Limitation of implementation. RFC doesn't include calls via RaiseEvent. RFC’ does.

Readings

Shyam R. Chidamber, Chris F. Kemerer: A Metrics suite for Object Oriented design. M.I.T. Sloan School of Management E53-315. 1993.
Victor Basili, Lionel Briand and Walcélio Melo: A Validation of Object-Oriented Design Metrics as Quality Indicators. IEEE Transactions on Software Engineering. Vol. 22, No. 10, October 1996.
Roger Whitney: Course material. CS 696: Advanced OO. Doc 6, Metrics and Doc 8, Metrics part 2. Spring Semester, 1997. San Diego State University.
Lionel C. Briand, John W. Daly, and Jürgen Wüst: A Unified Framework for Coupling Measurement in Object-Oriented Systems. Fraunhofer Institute for Experimental Software Engineering. Kaiserslautern, Germany. 1996.

LCOM1 Lack of Cohesion of Methods

The 6th metric in the Chidamber & Kemerer metrics suite is LCOM (or LOCOM), the lack of cohesion of methods. This metric has received a great deal of critique and several alternatives have been developed. In Project Metrics we call the original Chidamber & Kemerer metric LCOM1 to distinguish it from the alternatives. LCOM1 is described among the other cohesion metrics.

Reference values

A study by NASA reports the following average values for Chidamber & Kemerer metrics.

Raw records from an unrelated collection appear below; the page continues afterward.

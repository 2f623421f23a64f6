// ABOUTME: Weather query layer with cached lookups, batch fetches, insights, alerts, and stats
// ABOUTME: Writes live snapshots through to the hosted backend and publishes change events
//
// SPDX-License-Identifier: MIT OR Apache-2.0
// Copyright (c) 2025 Pierre Fitness Intelligence

//! # Weather Query Layer
//!
//! [`WeatherQueryApi`] is the single versioned interface every consumer uses:
//! HTTP routes, the AI handlers, the dashboard pollers and the legacy adapter.
//! [`WeatherQueries`] implements it over a [`WeatherProvider`] with a
//! [`QueryCache`] in front.
//!
//! Batch fetches run the per-city lookups concurrently and fail as a whole if
//! any city fails. Only one batch fetch runs at a time; callers that arrive
//! while it is in flight wait and read its cached result.

use super::cache::{QueryCache, QueryKey, WeatherQueryKeys};
use super::insights::{assess_alert, compute_global_insights};
use super::models::{GlobalInsights, WeatherAlert, WeatherApiStats, WeatherSnapshot};
use super::provider::WeatherProvider;
use super::stats::QueryStats;
use crate::backend::{HostedBackendClient, RealtimeWeatherPayload};
use crate::constants::cache::{
    RECENT_READINGS_CAPACITY, TTL_ALERT_SECS, TTL_CITY_WEATHER_SECS, TTL_GLOBAL_INSIGHTS_SECS,
    TTL_MULTIPLE_CITIES_SECS,
};
use crate::constants::weather::SUMMARY_BATCH_SIZE;
use crate::errors::{AppError, AppResult};
use async_trait::async_trait;
use chrono::Utc;
use futures_util::future::try_join_all;
use lru::LruCache;
use std::num::NonZeroUsize;
use std::sync::Arc;
use std::time::Duration;
use tokio::sync::Mutex;
use tracing::{debug, instrument, warn};

/// Typed weather queries
#[async_trait]
pub trait WeatherQueryApi: Send + Sync {
    /// Current weather for one city
    async fn weather_by_city(&self, city: &str) -> AppResult<WeatherSnapshot>;

    /// Current weather for the first `limit` monitored cities, in catalog order
    async fn multiple_cities_weather(&self, limit: usize) -> AppResult<Vec<WeatherSnapshot>>;

    /// Aggregate over the standard summary batch
    async fn global_weather_insights(&self) -> AppResult<GlobalInsights>;

    /// Alert assessment for one city
    async fn city_weather_alert(&self, city: &str) -> AppResult<WeatherAlert>;

    /// Usage counters
    async fn weather_api_stats(&self) -> AppResult<WeatherApiStats>;
}

/// Cached query layer over a weather provider
pub struct WeatherQueries {
    provider: Arc<dyn WeatherProvider>,
    cache: QueryCache,
    stats: QueryStats,
    cities: Vec<String>,
    backend: Option<Arc<HostedBackendClient>>,
    /// Held while a batch is fetched from the provider
    batch_flight: Mutex<()>,
    /// Last written readings per resolved location
    last_seen: Mutex<LruCache<String, WeatherSnapshot>>,
}

impl WeatherQueries {
    /// Create a query layer for the given city catalog
    #[must_use]
    pub fn new(provider: Arc<dyn WeatherProvider>, cities: Vec<String>, cache: QueryCache) -> Self {
        Self {
            provider,
            cache,
            stats: QueryStats::default(),
            cities,
            backend: None,
            batch_flight: Mutex::new(()),
            last_seen: Mutex::new(LruCache::new(Self::LAST_SEEN_CAPACITY)),
        }
    }

    const LAST_SEEN_CAPACITY: NonZeroUsize = match NonZeroUsize::new(RECENT_READINGS_CAPACITY) {
        Some(n) => n,
        None => NonZeroUsize::MIN,
    };

    /// Persist live snapshots and publish change events through `backend`
    #[must_use]
    pub fn with_backend(mut self, backend: Arc<HostedBackendClient>) -> Self {
        self.backend = Some(backend);
        self
    }

    /// Monitored city catalog
    #[must_use]
    pub fn cities(&self) -> &[String] {
        &self.cities
    }

    /// Drop cached data under `key`, forcing the next query to refetch
    pub async fn invalidate(&self, key: &QueryKey) -> usize {
        self.cache.invalidate_prefix(key).await
    }

    async fn cached<T>(&self, key: &QueryKey) -> AppResult<Option<T>>
    where
        T: for<'de> serde::Deserialize<'de>,
    {
        let value = self.cache.get(key).await?;
        if value.is_some() {
            self.stats.record_hit();
        } else {
            self.stats.record_miss();
        }
        Ok(value)
    }

    async fn city_snapshot(&self, city: &str) -> AppResult<WeatherSnapshot> {
        let key = WeatherQueryKeys::city(city);
        if let Some(snapshot) = self.cached(&key).await? {
            return Ok(snapshot);
        }

        let snapshot = self.provider.current(city).await.inspect_err(|e| {
            self.stats.record_upstream_error();
            warn!(city, error = %e, "Weather provider request failed");
        })?;
        self.cache
            .set(&key, &snapshot, Duration::from_secs(TTL_CITY_WEATHER_SECS))
            .await?;
        self.write_through(city, &snapshot).await;
        Ok(snapshot)
    }

    async fn batch(&self, limit: usize) -> AppResult<Vec<WeatherSnapshot>> {
        let key = WeatherQueryKeys::multiple_cities(limit);
        if let Some(batch) = self.cached(&key).await? {
            return Ok(batch);
        }

        let _flight = self.batch_flight.lock().await;
        if let Some(batch) = self.cache.get(&key).await? {
            debug!(limit, "Batch filled by a concurrent fetch");
            return Ok(batch);
        }

        let lookups = self
            .cities
            .iter()
            .take(limit)
            .map(|city| self.city_snapshot(city));
        let batch = try_join_all(lookups).await?;
        self.cache
            .set(&key, &batch, Duration::from_secs(TTL_MULTIPLE_CITIES_SECS))
            .await?;
        Ok(batch)
    }

    /// Persist and announce a fresh live snapshot; failures are logged only
    async fn write_through(&self, city: &str, snapshot: &WeatherSnapshot) {
        let Some(backend) = self.backend.as_ref() else {
            return;
        };
        if !self.provider.is_live() {
            return;
        }

        let previous = self
            .last_seen
            .lock()
            .await
            .put(snapshot.location.to_lowercase(), snapshot.clone());
        if previous.as_ref().is_some_and(|p| p.same_readings(snapshot)) {
            debug!(city, "Readings unchanged, skipping write-through");
            return;
        }

        if let Err(e) = backend.upsert_weather(snapshot).await {
            warn!(city, error = %e, "Failed to persist weather snapshot");
        }

        let payload = RealtimeWeatherPayload::for_change(snapshot.clone(), previous);
        if let Err(e) = backend.create_weather_channel(None).publish(payload).await {
            warn!(city, error = %e, "Dropped weather change event");
        }
    }
}

#[async_trait]
impl WeatherQueryApi for WeatherQueries {
    #[instrument(skip(self))]
    async fn weather_by_city(&self, city: &str) -> AppResult<WeatherSnapshot> {
        self.stats.record_request();
        if city.trim().is_empty() {
            return Err(AppError::invalid_input("City name must not be empty"));
        }
        self.city_snapshot(city).await
    }

    #[instrument(skip(self))]
    async fn multiple_cities_weather(&self, limit: usize) -> AppResult<Vec<WeatherSnapshot>> {
        self.stats.record_request();
        self.batch(limit).await
    }

    #[instrument(skip(self))]
    async fn global_weather_insights(&self) -> AppResult<GlobalInsights> {
        self.stats.record_request();
        let key = WeatherQueryKeys::global_insights();
        if let Some(insights) = self.cached(&key).await? {
            return Ok(insights);
        }

        let batch = self.batch(SUMMARY_BATCH_SIZE).await?;
        let insights = compute_global_insights(&batch, Utc::now());
        self.cache
            .set(&key, &insights, Duration::from_secs(TTL_GLOBAL_INSIGHTS_SECS))
            .await?;
        Ok(insights)
    }

    #[instrument(skip(self))]
    async fn city_weather_alert(&self, city: &str) -> AppResult<WeatherAlert> {
        self.stats.record_request();
        if city.trim().is_empty() {
            return Err(AppError::invalid_input("City name must not be empty"));
        }
        let key = WeatherQueryKeys::alert(city);
        if let Some(alert) = self.cached(&key).await? {
            return Ok(alert);
        }

        let alert = assess_alert(&self.city_snapshot(city).await?);
        self.cache
            .set(&key, &alert, Duration::from_secs(TTL_ALERT_SECS))
            .await?;
        Ok(alert)
    }

    async fn weather_api_stats(&self) -> AppResult<WeatherApiStats> {
        self.stats.record_request();
        Ok(self.stats.snapshot(self.provider.name()))
    }
}
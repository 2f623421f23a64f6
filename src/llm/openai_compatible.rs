// ABOUTME: OpenAI-compatible chat completion provider used for DeepSeek
// ABOUTME: Sends bearer-authenticated chat requests and maps API failures to AppError codes
//
// SPDX-License-Identifier: MIT OR Apache-2.0
// Copyright (c) 2025 Pierre Fitness Intelligence

//! # `OpenAI`-Compatible Provider
//!
//! DeepSeek exposes an `OpenAI`-compatible `/chat/completions` endpoint, so a
//! single implementation covers it and any other compatible service. The base
//! URL and model come from `DEEPSEEK_BASE_URL` and `DEEPSEEK_MODEL`.

use async_trait::async_trait;
use reqwest::Client;
use serde::{Deserialize, Serialize};
use std::time::Duration;
use tracing::{debug, error, info, instrument, warn};

use super::{ChatMessage, ChatRequest, ChatResponse, LlmCapabilities, LlmProvider, TokenUsage};
use crate::constants::llm;
use crate::errors::{AppError, ErrorCode};

/// Connection timeout in seconds
const CONNECT_TIMEOUT_SECS: u64 = 10;

// ============================================================================
// API Request/Response Types (OpenAI-compatible format)
// ============================================================================

#[derive(Debug, Serialize)]
struct OpenAiRequest {
    model: String,
    messages: Vec<OpenAiMessage>,
    #[serde(skip_serializing_if = "Option::is_none")]
    temperature: Option<f32>,
    #[serde(skip_serializing_if = "Option::is_none")]
    max_tokens: Option<u32>,
    stream: bool,
}

#[derive(Debug, Clone, Serialize, Deserialize)]
struct OpenAiMessage {
    role: String,
    content: String,
}

impl From<&ChatMessage> for OpenAiMessage {
    fn from(msg: &ChatMessage) -> Self {
        Self {
            role: msg.role.as_str().to_owned(),
            content: msg.content.clone(),
        }
    }
}

#[derive(Debug, Deserialize)]
struct OpenAiResponse {
    choices: Vec<OpenAiChoice>,
    #[serde(default)]
    usage: Option<OpenAiUsage>,
    model: String,
}

#[derive(Debug, Deserialize)]
struct OpenAiChoice {
    message: OpenAiResponseMessage,
    finish_reason: Option<String>,
}

#[derive(Debug, Deserialize)]
struct OpenAiResponseMessage {
    content: Option<String>,
}

#[derive(Debug, Deserialize)]
struct OpenAiUsage {
    #[serde(rename = "prompt_tokens")]
    prompt: u32,
    #[serde(rename = "completion_tokens")]
    completion: u32,
    #[serde(rename = "total_tokens")]
    total: u32,
}

#[derive(Debug, Deserialize)]
struct OpenAiErrorResponse {
    error: OpenAiErrorDetail,
}

#[derive(Debug, Deserialize)]
struct OpenAiErrorDetail {
    message: String,
    #[serde(rename = "type")]
    error_type: Option<String>,
}

// ============================================================================
// Provider Configuration
// ============================================================================

/// Configuration for an `OpenAI`-compatible provider
#[derive(Debug, Clone)]
pub struct OpenAiCompatibleConfig {
    /// Base URL including the version segment, e.g. `https://api.deepseek.com/v1`
    pub base_url: String,
    /// Bearer credential
    pub api_key: Option<String>,
    /// Model used when the request does not set one
    pub default_model: String,
    /// Short provider id used in logs
    pub provider_name: String,
    /// Human-readable name
    pub display_name: String,
    /// Advertised capabilities
    pub capabilities: LlmCapabilities,
    /// Whole-request timeout
    pub request_timeout: Duration,
}

impl OpenAiCompatibleConfig {
    /// DeepSeek with the default endpoint and `deepseek-chat`
    #[must_use]
    pub fn deepseek(api_key: impl Into<String>) -> Self {
        Self {
            base_url: llm::DEEPSEEK_DEFAULT_BASE_URL.to_owned(),
            api_key: Some(api_key.into()),
            default_model: llm::DEEPSEEK_DEFAULT_MODEL.to_owned(),
            provider_name: "deepseek".to_owned(),
            display_name: "DeepSeek".to_owned(),
            capabilities: LlmCapabilities::SYSTEM_MESSAGES | LlmCapabilities::JSON_MODE,
            request_timeout: Duration::from_secs(llm::LLM_REQUEST_TIMEOUT_SECS),
        }
    }

    /// Override the base URL
    #[must_use]
    pub fn with_base_url(mut self, base_url: impl Into<String>) -> Self {
        self.base_url = base_url.into();
        self
    }

    /// Override the default model
    #[must_use]
    pub fn with_model(mut self, model: impl Into<String>) -> Self {
        self.default_model = model.into();
        self
    }
}

// ============================================================================
// Provider Implementation
// ============================================================================

/// Chat completion client for `OpenAI`-compatible endpoints
pub struct OpenAiCompatibleProvider {
    client: Client,
    config: OpenAiCompatibleConfig,
}

impl OpenAiCompatibleProvider {
    /// Create a provider with the given configuration
    ///
    /// # Errors
    ///
    /// Returns an error if the HTTP client cannot be built
    pub fn new(config: OpenAiCompatibleConfig) -> Result<Self, AppError> {
        let client = Client::builder()
            .connect_timeout(Duration::from_secs(CONNECT_TIMEOUT_SECS))
            .timeout(config.request_timeout)
            .build()
            .map_err(|e| AppError::internal(format!("Failed to create HTTP client: {e}")))?;

        info!(
            "Initializing {} provider: base_url={}, model={}",
            config.display_name, config.base_url, config.default_model
        );

        Ok(Self { client, config })
    }

    /// Provider configuration
    #[must_use]
    pub const fn config(&self) -> &OpenAiCompatibleConfig {
        &self.config
    }

    fn api_url(&self, endpoint: &str) -> String {
        format!(
            "{}/{}",
            self.config.base_url.trim_end_matches('/'),
            endpoint
        )
    }

    fn service(&self) -> &str {
        &self.config.display_name
    }

    fn parse_error_response(&self, status: reqwest::StatusCode, body: &str) -> AppError {
        let Ok(error_response) = serde_json::from_str::<OpenAiErrorResponse>(body) else {
            return match status.as_u16() {
                502..=504 => {
                    AppError::external_unavailable(self.service(), "Service is not responding")
                }
                _ => AppError::external_service(
                    self.service(),
                    format!(
                        "API error ({}): {}",
                        status,
                        body.chars().take(200).collect::<String>()
                    ),
                ),
            };
        };

        let detail = error_response.error.message;
        match status.as_u16() {
            401 | 403 => AppError::new(
                ErrorCode::ExternalAuthFailed,
                format!("{} authentication failed: {detail}", self.service()),
            ),
            429 => AppError::new(
                ErrorCode::ExternalRateLimited,
                "LLM rate limit reached. Please wait a moment and try again.",
            ),
            400 | 422 => AppError::external_service(
                self.service(),
                format!("Request rejected: {detail}"),
            ),
            404 => AppError::external_service(
                self.service(),
                format!("Model or endpoint not found: {detail}"),
            ),
            503 => AppError::external_unavailable(self.service(), detail),
            _ => AppError::external_service(
                self.service(),
                format!(
                    "{} - {detail}",
                    error_response.error.error_type.as_deref().unwrap_or("unknown")
                ),
            ),
        }
    }

    fn add_auth_header(&self, request: reqwest::RequestBuilder) -> reqwest::RequestBuilder {
        if let Some(ref api_key) = self.config.api_key {
            request.bearer_auth(api_key)
        } else {
            request
        }
    }

    fn send_error(&self, e: &reqwest::Error) -> AppError {
        error!(
            "Failed to send request to {}: {}",
            self.config.provider_name, e
        );
        if e.is_connect() || e.is_timeout() {
            AppError::external_unavailable(
                self.service(),
                format!("Cannot reach {}", self.config.base_url),
            )
        } else {
            AppError::external_service(self.service(), "Failed to send request")
        }
    }
}

#[async_trait]
impl LlmProvider for OpenAiCompatibleProvider {
    fn name(&self) -> &str {
        &self.config.provider_name
    }

    fn display_name(&self) -> &str {
        &self.config.display_name
    }

    fn capabilities(&self) -> LlmCapabilities {
        self.config.capabilities
    }

    fn default_model(&self) -> &str {
        &self.config.default_model
    }

    #[instrument(skip(self, request), fields(provider = %self.config.provider_name, model = %request.model.as_deref().unwrap_or(&self.config.default_model)))]
    async fn complete(&self, request: &ChatRequest) -> Result<ChatResponse, AppError> {
        let model = request
            .model
            .as_deref()
            .unwrap_or(&self.config.default_model);

        let openai_request = OpenAiRequest {
            model: model.to_owned(),
            messages: request.messages.iter().map(OpenAiMessage::from).collect(),
            temperature: request.temperature,
            max_tokens: request.max_tokens,
            stream: false,
        };
        debug!(
            messages = openai_request.messages.len(),
            "Sending chat completion request"
        );

        let response = self
            .add_auth_header(self.client.post(self.api_url("chat/completions")))
            .json(&openai_request)
            .send()
            .await
            .map_err(|e| self.send_error(&e))?;

        let status = response.status();
        let body = response.text().await.map_err(|e| {
            error!("Failed to read API response: {}", e);
            AppError::external_service(self.service(), "Failed to read response")
        })?;

        if !status.is_success() {
            warn!(status = %status, "Chat completion request failed");
            return Err(self.parse_error_response(status, &body));
        }

        let openai_response: OpenAiResponse = serde_json::from_str(&body).map_err(|e| {
            error!("Failed to parse API response: {}", e);
            AppError::external_service(self.service(), format!("Failed to parse response: {e}"))
        })?;

        let choice = openai_response
            .choices
            .into_iter()
            .next()
            .ok_or_else(|| AppError::external_service(self.service(), "API returned no choices"))?;

        let content = choice.message.content.unwrap_or_default();

        debug!(
            "Received response from {}: {} chars, finish_reason: {:?}",
            self.config.provider_name,
            content.len(),
            choice.finish_reason
        );

        Ok(ChatResponse {
            content,
            model: openai_response.model,
            usage: openai_response.usage.map(|u| TokenUsage {
                prompt_tokens: u.prompt,
                completion_tokens: u.completion,
                total_tokens: u.total,
            }),
            finish_reason: choice.finish_reason,
        })
    }

    #[instrument(skip(self), fields(provider = %self.config.provider_name))]
    async fn health_check(&self) -> Result<bool, AppError> {
        let response = self
            .add_auth_header(self.client.get(self.api_url("models")))
            .send()
            .await
            .map_err(|e| self.send_error(&e))?;

        let healthy = response.status().is_success();
        if healthy {
            debug!("{} health check passed", self.config.provider_name);
        } else {
            warn!(
                "{} health check failed with status: {}",
                self.config.provider_name,
                response.status()
            );
        }

        Ok(healthy)
    }
}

The study analyzed 3 systems and classified their quality.

System analyzed	Java	Java	C++
Classes	46	1000	1617
Lines	50,000	300,000	500,000
Quality	"Low"	"High"	"Medium"
CBO	2.48	1.25	2.09
LCOM1	447.65	78.34	113.94
RFC	80.39	43.84	28.60
NOC	0.07	0.35	0.39
DIT	0.37	0.97	1.02
WMC	45.7	11.10	23.97

The figures suggest that the higher the CBO and WMC, the lower the quality of the system. This seems to hold for LCOM1 as well, but note the shortcomings of LCOM1 discussed above.

NASA study

Laing, Victor & Coleman, Charles: Principal Components of Orthogonal Object-Oriented Metrics. White Paper Analyzing Results of NASA Object-Oriented Data. SATC, NASA, 2001.
Comment: The writers suggest RFC=WMC+CBO, even though they seem to mean linear regression like RFC=β_WMC WMC + β_CBO CBO + c. You cannot sum WMC+CBO as WMC counts methods and CBO counts classes.